# RAM taktet nicht hoch ?



## Sagnafain (4. November 2017)

Hallo zsm,

ich habe folgendes Problem,
ich habe ein RAM mit einem Takt von 3200. Jedoch wenn ich im Desktop bin und unter CPU-Z nachschaue werden nur 2100  genutzt.
Nach Recherchen habe ich im Bios  alles auf XMP gestellt zur manuellen Eingabe um die 3200 anzusetzen nur leider verändert sich da trotzdem nicht´s.

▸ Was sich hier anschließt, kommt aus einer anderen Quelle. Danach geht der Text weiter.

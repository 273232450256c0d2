//! Text-level preprocessor for syntax the SWC parser does not accept.
//!
//! `import lazy { a, b } from "m"` is rewritten to
//! `import      { a, b } from "m" with { lazy: "true" }`. The keyword is
//! blanked rather than removed so byte offsets before the attribute stay
//! aligned with the user's source.

use tl_ast::FrontendOptions;

mod lazy_import;
mod util;

/// Preprocess a source string, rewriting custom syntax to standard TS.
pub fn preprocess(source: &str, options: &FrontendOptions) -> String {
    if options.lazy_imports {
        lazy_import::rewrite_lazy_imports(source)
    } else {
        source.to_string()
    }
}
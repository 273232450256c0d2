//! Lexical scopes attached to a parsed module.
//!
//! Scopes live in a flat arena indexed by [`ScopeId`]; each scope-owning
//! node (module, function, arrow, block, loop, catch clause) is found
//! through its span. Value and type bindings are kept in separate
//! namespaces, as in TypeScript.

use indexmap::IndexMap;
use rustc_hash::FxHashMap;
use serde::Serialize;
use swc_common::Span;

#[derive(Debug, Clone, Copy, PartialEq, Eq, Hash, PartialOrd, Ord)]
pub struct ScopeId(u32);

impl ScopeId {
    pub const ROOT: ScopeId = ScopeId(0);

    pub fn index(self) -> usize {
        self.0 as usize
    }
}

#[derive(Debug, Clone, Copy, PartialEq, Eq)]
pub enum ScopeKind {
    Module,
    Function,
    Block,
}

#[derive(Debug, Clone, Copy, PartialEq, Eq)]
pub enum VariableKind {
    Var,
    Let,
    Const,
    Function,
    Class,
    Import,
    Param,
    Enum,
    Interface,
    TypeAlias,
    TypeParam,
}

impl VariableKind {
    /// Bindings that can never be reassigned after initialisation.
    pub fn is_immutable(self) -> bool {
        matches!(self, VariableKind::Const | VariableKind::Import)
    }

    pub fn is_value(self) -> bool {
        !matches!(
            self,
            VariableKind::Interface | VariableKind::TypeAlias | VariableKind::TypeParam
        )
    }

    pub fn is_type(self) -> bool {
        matches!(
            self,
            VariableKind::Class
                | VariableKind::Enum
                | VariableKind::Interface
                | VariableKind::TypeAlias
                | VariableKind::TypeParam
        )
    }
}

/// Runtime address of a module-scoped binding.
///
/// Exported locals and imported bindings are numbered independently.
#[derive(Debug, Clone, Copy, PartialEq, Eq, Serialize)]
pub enum ModuleSlot {
    Export(u32),
    Import(u32),
}

#[derive(Debug, Clone)]
pub struct Variable {
    pub name: String,
    pub kind: VariableKind,
    /// Span of the binding identifier.
    pub decl_span: Span,
    pub slot: Option<ModuleSlot>,
}

#[derive(Debug, Clone)]
pub struct Scope {
    pub kind: ScopeKind,
    pub parent: Option<ScopeId>,
    pub span: Span,
    values: IndexMap<String, Variable>,
    types: IndexMap<String, Variable>,
}

impl Scope {
    pub fn values(&self) -> impl Iterator<Item = &Variable> {
        self.values.values()
    }

    pub fn types(&self) -> impl Iterator<Item = &Variable> {
        self.types.values()
    }
}

#[derive(Debug, Clone)]
pub struct ScopeTree {
    scopes: Vec<Scope>,
    by_span: FxHashMap<Span, ScopeId>,
}

impl ScopeTree {
    /// Create a tree holding only the module scope.
    pub fn new(module_span: Span) -> Self {
        let mut by_span = FxHashMap::default();
        if !module_span.is_dummy() {
            by_span.insert(module_span, ScopeId::ROOT);
        }
        Self {
            scopes: vec![Scope {
                kind: ScopeKind::Module,
                parent: None,
                span: module_span,
                values: IndexMap::new(),
                types: IndexMap::new(),
            }],
            by_span,
        }
    }

    pub fn root(&self) -> ScopeId {
        ScopeId::ROOT
    }

    pub fn len(&self) -> usize {
        self.scopes.len()
    }

    pub fn is_empty(&self) -> bool {
        self.scopes.is_empty()
    }

    pub fn scope(&self, id: ScopeId) -> &Scope {
        &self.scopes[id.index()]
    }

    pub fn parent(&self, id: ScopeId) -> Option<ScopeId> {
        self.scope(id).parent
    }

    /// Scope owned by the node at `span`, if any.
    pub fn scope_of(&self, span: Span) -> Option<ScopeId> {
        self.by_span.get(&span).copied()
    }

    /// Open a scope for the node at `span`.
    ///
    /// Re-binding a node that already owns a scope returns that scope, so
    /// binding the same subtree twice leaves the tree unchanged. Nodes
    /// without a source range get a fresh, unkeyed scope.
    pub fn add_scope(&mut self, parent: ScopeId, kind: ScopeKind, span: Span) -> ScopeId {
        if !span.is_dummy() {
            if let Some(existing) = self.scope_of(span) {
                return existing;
            }
        }
        let id = ScopeId(self.scopes.len() as u32);
        self.scopes.push(Scope {
            kind,
            parent: Some(parent),
            span,
            values: IndexMap::new(),
            types: IndexMap::new(),
        });
        if !span.is_dummy() {
            self.by_span.insert(span, id);
        }
        id
    }

    /// Move the span key of a scope after its owning node was respanned.
    pub fn rekey(&mut self, old: Span, new: Span) {
        if old == new || new.is_dummy() {
            return;
        }
        if let Some(id) = self.by_span.remove(&old) {
            self.scopes[id.index()].span = new;
            self.by_span.insert(new, id);
        }
    }

    /// Nearest enclosing function or module scope; the target of `var`
    /// hoisting.
    pub fn function_scope(&self, mut id: ScopeId) -> ScopeId {
        loop {
            let scope = self.scope(id);
            match (scope.kind, scope.parent) {
                (ScopeKind::Block, Some(parent)) => id = parent,
                _ => return id,
            }
        }
    }

    /// Declare a binding. The first declaration of a name in a scope wins;
    /// returns `false` when the name was already bound there.
    pub fn declare(&mut self, scope: ScopeId, name: &str, kind: VariableKind, decl_span: Span) -> bool {
        let variable = Variable {
            name: name.to_string(),
            kind,
            decl_span,
            slot: None,
        };
        let scope = &mut self.scopes[scope.index()];
        let mut inserted = false;
        if kind.is_value() && !scope.values.contains_key(name) {
            scope.values.insert(name.to_string(), variable.clone());
            inserted = true;
        }
        if kind.is_type() && !scope.types.contains_key(name) {
            scope.types.insert(name.to_string(), variable);
            inserted = true;
        }
        inserted
    }

    pub fn remove_value(&mut self, scope: ScopeId, name: &str) -> Option<Variable> {
        self.scopes[scope.index()].values.shift_remove(name)
    }

    /// Value binding declared directly in `scope`.
    pub fn find_local(&self, scope: ScopeId, name: &str) -> Option<&Variable> {
        self.scope(scope).values.get(name)
    }

    pub fn find_local_mut(&mut self, scope: ScopeId, name: &str) -> Option<&mut Variable> {
        self.scopes[scope.index()].values.get_mut(name)
    }

    /// Resolve a value binding through the scope chain.
    pub fn lookup(&self, scope: ScopeId, name: &str) -> Option<(ScopeId, &Variable)> {
        let mut current = Some(scope);
        while let Some(id) = current {
            if let Some(variable) = self.find_local(id, name) {
                return Some((id, variable));
            }
            current = self.parent(id);
        }
        None
    }

    /// Resolve a type binding through the scope chain.
    pub fn lookup_type(&self, scope: ScopeId, name: &str) -> Option<&Variable> {
        let mut current = Some(scope);
        while let Some(id) = current {
            if let Some(variable) = self.scope(id).types.get(name) {
                return Some(variable);
            }
            current = self.parent(id);
        }
        None
    }

    /// Whether `name` is bound in either namespace anywhere on the chain.
    pub fn is_bound_in_chain(&self, scope: ScopeId, name: &str) -> bool {
        self.lookup(scope, name).is_some() || self.lookup_type(scope, name).is_some()
    }
}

Kann mir da jemand evtl. helfen ?


----------



## Sagnafain (4. November 2017)

Dieser Inhalt steht nur eingeloggten Mitgliedern zur Verfügung.
        




			Dieser Inhalt steht nur eingeloggten Mitgliedern zur Verfügung.


----------



## Herbboy (4. November 2017)

Das ist alles in Ordnung. Du hast im zweiten Bild "1600Mhz" stehen, das SIND 3200 MHz. Denn DDR bedeutet "DOUBLE Data Rate". Da werden pro "Stromstoß", und bei zB 1600 sind es ja 1600MHz "Stromstöße", ZWEI Datenpakete verschickt: eines mit Anstieg der Spannung, eines mit dem Absinken der Spannung. Daher kann man pro ECHTEM "Megahertz" die doppelte Datenmenge nutzen, und um das zu verdeutlichen haben die Hersteller seit zig Jahren schon den bereits verdoppelten Wert bei den technischen Daten des RAMs. 

D.h. der echte Takt, die Anzahl an Stromstößen pro Sekunde, ist bei DDR4-3200 in Wahrheit 1600, bei DDR3-2400 wäre er 1200 usw.


----------



## Sagnafain (5. November 2017)

alles klar ^^ cool, dann hat es ja doch funktioniert.

Danke


----------